[Stored data]
++++
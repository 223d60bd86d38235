// SPDX-FileCopyrightText: 2026 Pagebot Contributors
// SPDX-License-Identifier: MIT OR Apache-2.0

//! Typed query functions, one module per record kind.

pub mod analytics;
pub mod contacts;
pub mod conversations;
pub mod flows;
pub mod keywords;
pub mod messages;
pub mod pages;
pub mod tenants;
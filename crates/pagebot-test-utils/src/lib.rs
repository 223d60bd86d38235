// SPDX-FileCopyrightText: 2026 Pagebot Contributors
// SPDX-License-Identifier: MIT OR Apache-2.0

//! Test utilities for Pagebot.
//!
//! Provides mock adapters and a temp-database harness for deterministic
//! tests without network access.

pub mod harness;
pub mod mock_channel;
pub mod mock_provider;

pub use harness::TestHarness;
pub use mock_channel::MockChannel;
pub use mock_provider::{MockProvider, RecordedRequest};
++++
— Task objective —
Look above for the line that holds "filename crates/pagebot-test-utils/src/lib.rs", then copy it and each line after it exactly, through the last line of the data.

— Your response —
filename crates/pagebot-test-utils/src/lib.rs
repository 223d60bd86d38235
// SPDX-FileCopyrightText: 2026 Pagebot Contributors
// SPDX-License-Identifier: MIT OR Apache-2.0

//! Test utilities for Pagebot.
//!
//! Provides mock adapters and a temp-database harness for deterministic
//! tests without network access.

pub mod harness;
pub mod mock_channel;
pub mod mock_provider;

pub use harness::TestHarness;
pub use mock_channel::MockChannel;
pub use mock_provider::{MockProvider, RecordedRequest};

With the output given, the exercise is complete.